OpenMP Features • Compiler directives are used to specify sections of code that can be executed in parallel. • Directives also used for specifying mutexes on critical sections, and to specify shared and private variables. • Mainly used to parallelize loops, e.g. separate threads to handle separate instances of the loop. • There is also a run-time library (like MPI) that has several useful routines for checking the number of threads and number of processors, changing the number of threads, setting and unsetting locks, etc
Threads in OpenMP • Threads and critical section blocks are created using the parallel construct !$OMP PARALLEL ... do stuff (Fortran) !$OMP END PARALLEL #pragma omp parallel (C and C++) { ... do stuff }
Threads in OpenMP • As in MPI, query routines allow you to get the number of threads and the ID of a specific thread id = omp_get_thread_num(); Nthreads = omp_get_num_threads(); • Can specify number of threads at runtime, or in an environment variable, or in the program omp_set_num_threads(Nthreads);
Parallelising Loops in OpenMP • Compiler directive specifies that loop can be done in parallel !$OMP PARALLEL DO DO (i=1:N) value(i) = compute(i); END DO !$OMP END PARALLEL DO #pragma omp parallel for for (i=0;i++;i<N) { value[i] = compute(i); }
Parallelising Loops in OpenMP • Can use thread scheduling to specify allocation of threads to processors (like data distribution in HPF) #pragma omp parallel for schedule(static,4) • schedule(static [,chunk]) • Deal out blocks of iterations of size chunk to each thread • schedule(dynamic [,chunk]) • Each thread grabs a chunk iterations off a queue until all are done • schedule(runtime) • Find schedule from an environment variable
Shared and Private Data in OpenMP • OpenMP lets programmer specify a data storage attribute, which says whether data is shared or private. • shared(var) states that var is a global variable to be shared among threads • Default data storage attribute is shared
Shared and Private Data in OpenMP • There are mechanisms for converting between private and shared !$OMP PARALLEL DO !$OMP& PRIVATE(xx,yy) SHARED(u,f) DO j = 1,m DO i = 1,n xx = -1.0 + dx * (i-1) yy = -1.0 + dy * (j-1) u(i,j) = 0.0 f(i,j) = -alpha * (1.0-xx*xx) * & (1.0-yy*yy) END DO END DO !$OMP END PARALLEL DO
Some Other OpenMP Constructs • Reduction reduction (op : var list) Standard reduction operations, e.g. add, logical OR. A local copy of each list variable is made and initialized for each thread. The reduction operation is done for each thread, then the local values are combined to create the global value. double ZZ, func(), res=0.0; #pragma omp parallel for reduction (+:res) private(ZZ) for (i=0;i<N;i++) { ZZ = func(i); res = res + ZZ: }
Some Other OpenMP Constructs • Barrier synchronization There is an implicit barrier synchronization among threads at the end of each parallel block. Can also explicitly do a barrier synchronization using the barrier construct.

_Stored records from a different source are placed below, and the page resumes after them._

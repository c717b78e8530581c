use std::fmt;

use axum::{
    Json,
    http::StatusCode,
    response::{IntoResponse, Response},
};
use serde::Serialize;

/// Step of a search that talked to a collaborator.
#[derive(Clone, Copy, Debug, Eq, PartialEq)]
pub enum Stage {
    Count,
    Fetch,
    Lookup,
    Insert,
    Read,
}

impl fmt::Display for Stage {
    fn fmt(&self, f: &mut fmt::Formatter<'_>) -> fmt::Result {
        f.write_str(match self {
            Stage::Count => "count",
            Stage::Fetch => "fetch",
            Stage::Lookup => "lookup",
            Stage::Insert => "insert",
            Stage::Read => "read",
        })
    }
}

#[derive(Debug, thiserror::Error)]
pub enum AppError {
    #[error("invalid request: {0}")]
    InvalidRequest(String),

    #[error("not found: {0}")]
    NotFound(String),

    #[error("{stage} failed: {source:#}")]
    Upstream {
        stage: Stage,
        #[source]
        source: anyhow::Error,
    },

    #[error(transparent)]
    Internal(#[from] anyhow::Error),
}

impl AppError {
    pub fn upstream(stage: Stage) -> impl FnOnce(anyhow::Error) -> Self {
        move |source| Self::Upstream { stage, source }
    }

    pub fn code(&self) -> &'static str {
        match self {
            AppError::InvalidRequest(_) => "invalid_request",
            AppError::NotFound(_) => "not_found",
            AppError::Upstream { .. } => "upstream_failure",
            AppError::Internal(_) => "internal",
        }
    }

    pub fn status(&self) -> StatusCode {
        match self {
            AppError::InvalidRequest(_) => StatusCode::BAD_REQUEST,
            AppError::NotFound(_) => StatusCode::NOT_FOUND,
            AppError::Upstream { .. } => StatusCode::BAD_GATEWAY,
            AppError::Internal(_) => StatusCode::INTERNAL_SERVER_ERROR,
        }
    }
}

impl From<sea_orm::DbErr> for AppError {
    fn from(err: sea_orm::DbErr) -> Self {
        Self::Internal(anyhow::Error::new(err))
    }
}

#[derive(Serialize)]
struct ErrorBody {
    code: &'static str,
    message: String,
}

impl IntoResponse for AppError {
    fn into_response(self) -> Response {
        let status = self.status();
        if status.is_server_error() {
            tracing::error!(code = self.code(), error = %self, "request failed");
        }
        let body = ErrorBody { code: self.code(), message: self.to_string() };
        (status, Json(body)).into_response()
    }
}

pub type AppResult<T> = Result<T, AppError>;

OpenMP Compilers • It is possible for automated parallelizing compilers to analyze loops in sequential programs and automatically generate OpenMP directives. • For example, compilers can identify parallel loops and reduction functions. • This may or may not produce more efficient code, but allows user to look at OpenMP version of the code and do manual optimization. • Compiler can also give clues about data dependencies that may allow programmer to restructure the code or data structures for better parallelism.

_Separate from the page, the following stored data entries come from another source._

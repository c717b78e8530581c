use std::net::SocketAddr;

use anyhow::Context;

#[derive(Clone, Debug)]
pub struct Config {
    pub addr: SocketAddr,
    pub database_url: String,
    pub omdb_api_key: String,
    pub omdb_base_url: String,
    pub omdb_rps: u32,
    pub http_timeout_secs: u64,
}

impl Config {
    pub fn from_env() -> anyhow::Result<Self> {
        dotenvy::dotenv().ok();

        let host = std::env::var("HOST").unwrap_or_else(|_| "0.0.0.0".to_string());
        let port: u16 =
            std::env::var("PORT").unwrap_or_else(|_| "8080".to_string()).parse().context("PORT")?;

        let database_url = std::env::var("DATABASE_URL")
            .unwrap_or_else(|_| "sqlite://movies.db?mode=rwc".to_string());

        let omdb_api_key = std::env::var("OMDB_API_KEY").unwrap_or_default();
        let omdb_base_url = std::env::var("OMDB_BASE_URL")
            .unwrap_or_else(|_| "https://www.omdbapi.com".to_string());

        let omdb_rps: u32 =
            std::env::var("OMDB_RPS").ok().and_then(|s| s.parse().ok()).unwrap_or(4);

        let http_timeout_secs: u64 =
            std::env::var("HTTP_TIMEOUT_SECS").ok().and_then(|s| s.parse().ok()).unwrap_or(30);

        Ok(Self {
            addr: format!("{host}:{port}").parse().context("HOST/PORT")?,
            database_url,
            omdb_api_key,
            omdb_base_url,
            omdb_rps,
            http_timeout_secs,
        })
    }
}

OpenMP Compilers • Since parallelism is mostly achieved by parallelising loops using shared memory, OpenMP compilers work well for multiprocessor SMPs and vector machines (vectorizing compilers work on the same principles). • OpenMP could work for distributed memory machines, but would need to use a good distributed shared memory (DSM) implementation, performance and scalability lacking at the moment. • Currently no OpenMP standard for Java - maybe not really needed since Java already offers good support for threads?